## To do
Your output should be the entries below, from the first line up to and including the line with "pub fn uses_debit_credit(&self)", reproduced exactly and with no other lines.

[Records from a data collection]

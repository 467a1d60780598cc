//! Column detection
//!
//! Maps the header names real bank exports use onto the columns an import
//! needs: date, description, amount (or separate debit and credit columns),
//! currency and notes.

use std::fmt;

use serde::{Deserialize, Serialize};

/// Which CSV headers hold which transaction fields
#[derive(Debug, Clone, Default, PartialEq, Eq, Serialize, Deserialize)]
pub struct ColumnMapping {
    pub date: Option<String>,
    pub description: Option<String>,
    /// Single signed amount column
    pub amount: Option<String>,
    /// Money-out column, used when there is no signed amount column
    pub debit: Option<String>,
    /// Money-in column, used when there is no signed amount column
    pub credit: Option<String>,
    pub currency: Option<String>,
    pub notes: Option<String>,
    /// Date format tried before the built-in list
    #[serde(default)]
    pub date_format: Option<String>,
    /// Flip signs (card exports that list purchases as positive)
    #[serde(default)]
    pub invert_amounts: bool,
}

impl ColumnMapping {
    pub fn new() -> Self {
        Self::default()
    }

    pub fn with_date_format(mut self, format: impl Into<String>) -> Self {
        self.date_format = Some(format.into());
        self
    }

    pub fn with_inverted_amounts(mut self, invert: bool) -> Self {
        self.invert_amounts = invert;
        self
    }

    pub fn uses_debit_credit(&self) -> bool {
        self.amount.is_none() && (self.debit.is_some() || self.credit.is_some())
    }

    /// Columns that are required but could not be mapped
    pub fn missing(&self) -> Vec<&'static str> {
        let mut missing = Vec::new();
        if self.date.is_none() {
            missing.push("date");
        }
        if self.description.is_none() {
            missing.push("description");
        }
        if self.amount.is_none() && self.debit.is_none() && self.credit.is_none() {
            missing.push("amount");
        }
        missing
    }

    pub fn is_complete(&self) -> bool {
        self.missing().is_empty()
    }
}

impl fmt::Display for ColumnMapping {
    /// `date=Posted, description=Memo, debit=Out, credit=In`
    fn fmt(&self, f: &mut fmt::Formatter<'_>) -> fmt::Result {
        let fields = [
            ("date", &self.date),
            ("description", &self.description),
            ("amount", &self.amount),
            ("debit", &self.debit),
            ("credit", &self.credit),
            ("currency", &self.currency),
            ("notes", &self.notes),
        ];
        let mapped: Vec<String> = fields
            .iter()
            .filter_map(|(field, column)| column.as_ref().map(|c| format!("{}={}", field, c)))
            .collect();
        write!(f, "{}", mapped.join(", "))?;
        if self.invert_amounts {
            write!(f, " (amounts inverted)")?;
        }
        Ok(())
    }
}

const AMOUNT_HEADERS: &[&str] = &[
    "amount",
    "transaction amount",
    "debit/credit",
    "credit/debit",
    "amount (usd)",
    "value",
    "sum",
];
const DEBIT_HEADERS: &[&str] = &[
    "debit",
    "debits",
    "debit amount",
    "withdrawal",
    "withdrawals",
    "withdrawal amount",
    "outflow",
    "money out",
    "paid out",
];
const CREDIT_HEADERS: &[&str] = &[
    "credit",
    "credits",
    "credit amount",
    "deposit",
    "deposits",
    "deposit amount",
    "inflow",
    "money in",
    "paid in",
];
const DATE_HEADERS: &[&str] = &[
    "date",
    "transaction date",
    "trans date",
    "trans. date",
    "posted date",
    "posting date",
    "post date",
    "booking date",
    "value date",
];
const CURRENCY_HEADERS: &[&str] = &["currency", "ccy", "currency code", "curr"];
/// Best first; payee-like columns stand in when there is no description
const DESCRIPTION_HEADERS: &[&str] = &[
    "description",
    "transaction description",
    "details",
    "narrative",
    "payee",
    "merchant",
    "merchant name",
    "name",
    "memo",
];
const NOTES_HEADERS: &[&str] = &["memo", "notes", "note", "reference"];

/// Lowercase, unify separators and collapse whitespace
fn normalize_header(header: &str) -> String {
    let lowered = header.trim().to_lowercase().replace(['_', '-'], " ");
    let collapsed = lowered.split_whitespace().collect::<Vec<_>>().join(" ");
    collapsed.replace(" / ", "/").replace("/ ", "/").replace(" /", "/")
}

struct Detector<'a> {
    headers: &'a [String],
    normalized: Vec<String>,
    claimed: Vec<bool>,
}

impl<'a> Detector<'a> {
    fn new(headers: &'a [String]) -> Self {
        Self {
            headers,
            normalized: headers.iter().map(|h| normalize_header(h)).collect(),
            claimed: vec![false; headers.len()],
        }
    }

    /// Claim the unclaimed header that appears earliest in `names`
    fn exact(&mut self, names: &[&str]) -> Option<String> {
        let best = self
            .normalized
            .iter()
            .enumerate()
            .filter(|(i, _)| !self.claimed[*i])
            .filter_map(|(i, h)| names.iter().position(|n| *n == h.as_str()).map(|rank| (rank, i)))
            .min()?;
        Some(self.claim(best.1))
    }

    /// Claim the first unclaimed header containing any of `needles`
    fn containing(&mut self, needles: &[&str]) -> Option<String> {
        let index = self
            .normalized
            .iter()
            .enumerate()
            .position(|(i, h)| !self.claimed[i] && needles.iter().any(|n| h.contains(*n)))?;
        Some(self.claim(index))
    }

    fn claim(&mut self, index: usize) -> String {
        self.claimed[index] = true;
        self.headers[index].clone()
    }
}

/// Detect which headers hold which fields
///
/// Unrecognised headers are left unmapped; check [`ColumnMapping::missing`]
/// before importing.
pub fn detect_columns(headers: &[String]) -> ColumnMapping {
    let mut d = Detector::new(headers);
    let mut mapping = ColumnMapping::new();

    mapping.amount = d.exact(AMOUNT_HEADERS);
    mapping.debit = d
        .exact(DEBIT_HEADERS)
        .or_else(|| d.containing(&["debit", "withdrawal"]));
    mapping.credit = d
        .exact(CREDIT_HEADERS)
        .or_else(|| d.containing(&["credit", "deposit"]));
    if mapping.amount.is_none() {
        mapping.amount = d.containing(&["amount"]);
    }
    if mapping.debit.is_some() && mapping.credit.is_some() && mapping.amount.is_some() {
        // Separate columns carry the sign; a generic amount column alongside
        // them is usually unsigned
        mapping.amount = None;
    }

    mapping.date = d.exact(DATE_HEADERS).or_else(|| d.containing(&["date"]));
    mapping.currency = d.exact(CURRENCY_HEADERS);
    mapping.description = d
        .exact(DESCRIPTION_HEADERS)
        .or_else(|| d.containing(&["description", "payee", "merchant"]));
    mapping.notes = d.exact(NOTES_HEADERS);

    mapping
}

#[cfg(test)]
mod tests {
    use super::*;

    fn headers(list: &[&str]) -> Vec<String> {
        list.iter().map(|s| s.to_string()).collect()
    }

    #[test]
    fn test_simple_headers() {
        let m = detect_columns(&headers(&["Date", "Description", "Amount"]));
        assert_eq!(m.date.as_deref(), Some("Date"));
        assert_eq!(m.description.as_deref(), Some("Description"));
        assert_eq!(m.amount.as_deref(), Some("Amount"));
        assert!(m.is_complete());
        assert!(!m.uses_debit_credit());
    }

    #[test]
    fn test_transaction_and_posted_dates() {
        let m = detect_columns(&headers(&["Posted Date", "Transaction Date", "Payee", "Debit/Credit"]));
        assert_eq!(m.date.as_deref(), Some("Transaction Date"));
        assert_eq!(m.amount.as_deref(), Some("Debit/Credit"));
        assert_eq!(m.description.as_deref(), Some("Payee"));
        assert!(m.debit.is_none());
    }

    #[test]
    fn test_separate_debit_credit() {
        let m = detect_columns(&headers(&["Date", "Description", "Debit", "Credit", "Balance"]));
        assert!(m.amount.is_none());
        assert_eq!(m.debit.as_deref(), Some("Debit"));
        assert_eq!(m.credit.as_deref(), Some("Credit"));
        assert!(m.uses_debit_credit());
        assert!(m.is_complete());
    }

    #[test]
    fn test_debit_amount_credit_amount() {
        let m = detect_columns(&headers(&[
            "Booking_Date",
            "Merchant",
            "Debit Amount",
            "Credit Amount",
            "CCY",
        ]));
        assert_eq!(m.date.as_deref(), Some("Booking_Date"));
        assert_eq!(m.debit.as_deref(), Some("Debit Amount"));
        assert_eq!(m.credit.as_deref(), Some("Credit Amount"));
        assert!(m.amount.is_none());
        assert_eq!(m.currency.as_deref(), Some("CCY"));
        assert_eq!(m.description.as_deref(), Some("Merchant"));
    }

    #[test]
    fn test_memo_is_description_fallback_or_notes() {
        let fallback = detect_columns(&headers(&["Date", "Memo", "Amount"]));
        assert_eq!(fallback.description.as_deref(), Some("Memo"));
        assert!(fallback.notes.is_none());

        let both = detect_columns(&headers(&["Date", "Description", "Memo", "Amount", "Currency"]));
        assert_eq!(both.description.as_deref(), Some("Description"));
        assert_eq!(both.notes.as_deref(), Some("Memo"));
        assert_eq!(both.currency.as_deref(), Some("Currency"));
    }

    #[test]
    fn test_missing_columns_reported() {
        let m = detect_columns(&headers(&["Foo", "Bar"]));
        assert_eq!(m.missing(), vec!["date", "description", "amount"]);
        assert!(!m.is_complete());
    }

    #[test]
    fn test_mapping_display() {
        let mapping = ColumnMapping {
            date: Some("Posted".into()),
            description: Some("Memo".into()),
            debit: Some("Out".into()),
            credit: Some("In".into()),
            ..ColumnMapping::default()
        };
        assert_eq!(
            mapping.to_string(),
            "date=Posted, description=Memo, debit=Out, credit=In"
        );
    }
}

## Solved exercise
repository 467a1d60780598cc
//! Column detection
//!
//! Maps the header names real bank exports use onto the columns an import
//! needs: date, description, amount (or separate debit and credit columns),
//! currency and notes.

use std::fmt;

use serde::{Deserialize, Serialize};

/// Which CSV headers hold which transaction fields
#[derive(Debug, Clone, Default, PartialEq, Eq, Serialize, Deserialize)]
pub struct ColumnMapping {
    pub date: Option<String>,
    pub description: Option<String>,
    /// Single signed amount column
    pub amount: Option<String>,
    /// Money-out column, used when there is no signed amount column
    pub debit: Option<String>,
    /// Money-in column, used when there is no signed amount column
    pub credit: Option<String>,
    pub currency: Option<String>,
    pub notes: Option<String>,
    /// Date format tried before the built-in list
    #[serde(default)]
    pub date_format: Option<String>,
    /// Flip signs (card exports that list purchases as positive)
    #[serde(default)]
    pub invert_amounts: bool,
}

impl ColumnMapping {
    pub fn new() -> Self {
        Self::default()
    }

    pub fn with_date_format(mut self, format: impl Into<String>) -> Self {
        self.date_format = Some(format.into());
        self
    }

    pub fn with_inverted_amounts(mut self, invert: bool) -> Self {
        self.invert_amounts = invert;
        self
    }

    pub fn uses_debit_credit(&self) -> bool {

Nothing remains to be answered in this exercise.